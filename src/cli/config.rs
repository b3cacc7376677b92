//
//  upcloud-api
//  cli/config.rs
//
//  Created by Ngonidzashe Mangudya on 2026/10/19.
//  Copyright (c) 2026 IAMNGONI. All rights reserved.
//

//! CLI configuration commands
//!
//! Reads and edits the config file directly. Environment overrides are not
//! applied here, so what is shown is what is stored.

use anyhow::Result;
use clap::{Args, Subcommand};
use console::style;

use crate::config::{Config, CONFIG_KEYS};

use super::GlobalOptions;

/// Manage the upctl configuration
#[derive(Args, Debug)]
pub struct ConfigCommand {
    #[command(subcommand)]
    pub command: ConfigSubcommand,
}

#[derive(Subcommand, Debug)]
pub enum ConfigSubcommand {
    /// Get a configuration value
    Get(KeyArgs),

    /// Set a configuration value
    Set(SetArgs),

    /// Reset a configuration value to its default
    Unset(KeyArgs),

    /// List all configuration values
    #[command(visible_alias = "ls")]
    List,

    /// Show configuration file path
    Path,
}

#[derive(Args, Debug)]
pub struct KeyArgs {
    /// Configuration key
    pub key: String,
}

#[derive(Args, Debug)]
pub struct SetArgs {
    /// Configuration key
    pub key: String,

    /// Configuration value
    pub value: String,
}

/// Hides secrets from printed output.
fn display_value(key: &str, value: Option<String>) -> Option<String> {
    match (key, value) {
        ("password", Some(_)) => Some("********".to_string()),
        (_, value) => value,
    }
}

impl ConfigCommand {
    pub async fn run(&self, global: &GlobalOptions) -> Result<()> {
        let path = global.config_path()?;
        let writer = global.writer();

        match &self.command {
            ConfigSubcommand::Get(args) => {
                let config = Config::load_from(&path)?;
                let value = display_value(&args.key, config.get(&args.key)?);
                if global.json {
                    let result = serde_json::json!({
                        "key": args.key,
                        "value": value,
                    });
                    println!("{}", serde_json::to_string_pretty(&result)?);
                } else if let Some(v) = value {
                    println!("{}", v);
                }
                Ok(())
            }
            ConfigSubcommand::Set(args) => {
                let mut config = Config::load_from(&path)?;
                config.set(&args.key, &args.value)?;
                config.save_to(&path)?;
                let shown = display_value(&args.key, Some(args.value.clone())).unwrap_or_default();
                writer.write_success(&format!("Set {} = {}", args.key, shown));
                Ok(())
            }
            ConfigSubcommand::Unset(args) => {
                let mut config = Config::load_from(&path)?;
                config.unset(&args.key)?;
                config.save_to(&path)?;
                writer.write_success(&format!("Unset {}", args.key));
                Ok(())
            }
            ConfigSubcommand::List => {
                let config = Config::load_from(&path)?;
                if global.json {
                    let mut values = serde_json::Map::new();
                    for key in CONFIG_KEYS {
                        let value = display_value(key, config.get(key)?);
                        values.insert(key.to_string(), serde_json::json!(value));
                    }
                    println!("{}", serde_json::to_string_pretty(&values)?);
                    return Ok(());
                }

                println!();
                println!("{}", style("Configuration").bold());
                println!("{}", "-".repeat(50));
                for key in CONFIG_KEYS {
                    match display_value(key, config.get(key)?) {
                        Some(v) => println!("  {}: {}", style(key).cyan(), v),
                        None => println!("  {}: {}", style(key).cyan(), style("(not set)").dim()),
                    }
                }
                Ok(())
            }
            ConfigSubcommand::Path => {
                if global.json {
                    let result = serde_json::json!({ "path": path });
                    println!("{}", serde_json::to_string_pretty(&result)?);
                } else {
                    println!("{}", path.display());
                }
                Ok(())
            }
        }
    }
}

#[cfg(test)]
mod tests {
    use clap::Parser;

    use super::*;
    use crate::cli::{Cli, Commands};

    #[test]
    fn test_password_is_redacted() {
        assert_eq!(
            display_value("password", Some("secret".to_string())).as_deref(),
            Some("********")
        );
        assert_eq!(display_value("password", None), None);
        assert_eq!(
            display_value("username", Some("alice".to_string())).as_deref(),
            Some("alice")
        );
    }

    #[test]
    fn test_parse_set() {
        let cli = Cli::try_parse_from(["upctl", "config", "set", "timeout", "30"]).unwrap();
        let Commands::Config(cmd) = cli.command else {
            panic!("expected config command");
        };
        let ConfigSubcommand::Set(args) = cmd.command else {
            panic!("expected set");
        };
        assert_eq!(args.key, "timeout");
        assert_eq!(args.value, "30");
    }

    #[tokio::test]
    async fn test_set_then_unset_updates_file() {
        let dir = tempfile::tempdir().unwrap();
        let path = dir.path().join("config.toml");
        let global = GlobalOptions {
            json: false,
            config: Some(path.clone()),
        };

        let set = ConfigCommand {
            command: ConfigSubcommand::Set(SetArgs {
                key: "poll_interval".to_string(),
                value: "9".to_string(),
            }),
        };
        set.run(&global).await.unwrap();
        assert_eq!(Config::load_from(&path).unwrap().poll_interval, 9);

        let unset = ConfigCommand {
            command: ConfigSubcommand::Unset(KeyArgs {
                key: "poll_interval".to_string(),
            }),
        };
        unset.run(&global).await.unwrap();
        assert_eq!(
            Config::load_from(&path).unwrap().poll_interval,
            Config::default().poll_interval
        );
    }

    #[tokio::test]
    async fn test_set_zero_timeout_leaves_file_untouched() {
        let dir = tempfile::tempdir().unwrap();
        let path = dir.path().join("config.toml");
        let global = GlobalOptions {
            json: false,
            config: Some(path.clone()),
        };

        let set = ConfigCommand {
            command: ConfigSubcommand::Set(SetArgs {
                key: "timeout".to_string(),
                value: "0".to_string(),
            }),
        };
        assert!(set.run(&global).await.is_err());
        assert!(!path.exists());
    }
}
——
* TASK ITEM *
Quote verbatim the line containing "assert_eq!(Config::load_from(&path).unwrap().poll_interval, 9);" and every line after it through the end of the records above.

* OUTPUT OF THE TASK *
        assert_eq!(Config::load_from(&path).unwrap().poll_interval, 9);

        let unset = ConfigCommand {
            command: ConfigSubcommand::Unset(KeyArgs {
                key: "poll_interval".to_string(),
            }),
        };
        unset.run(&global).await.unwrap();
        assert_eq!(
            Config::load_from(&path).unwrap().poll_interval,
            Config::default().poll_interval
        );
    }

    #[tokio::test]
    async fn test_set_zero_timeout_leaves_file_untouched() {
        let dir = tempfile::tempdir().unwrap();
        let path = dir.path().join("config.toml");
        let global = GlobalOptions {
            json: false,
            config: Some(path.clone()),
        };

        let set = ConfigCommand {
            command: ConfigSubcommand::Set(SetArgs {
                key: "timeout".to_string(),
                value: "0".to_string(),
            }),
        };
        assert!(set.run(&global).await.is_err());
        assert!(!path.exists());
    }
}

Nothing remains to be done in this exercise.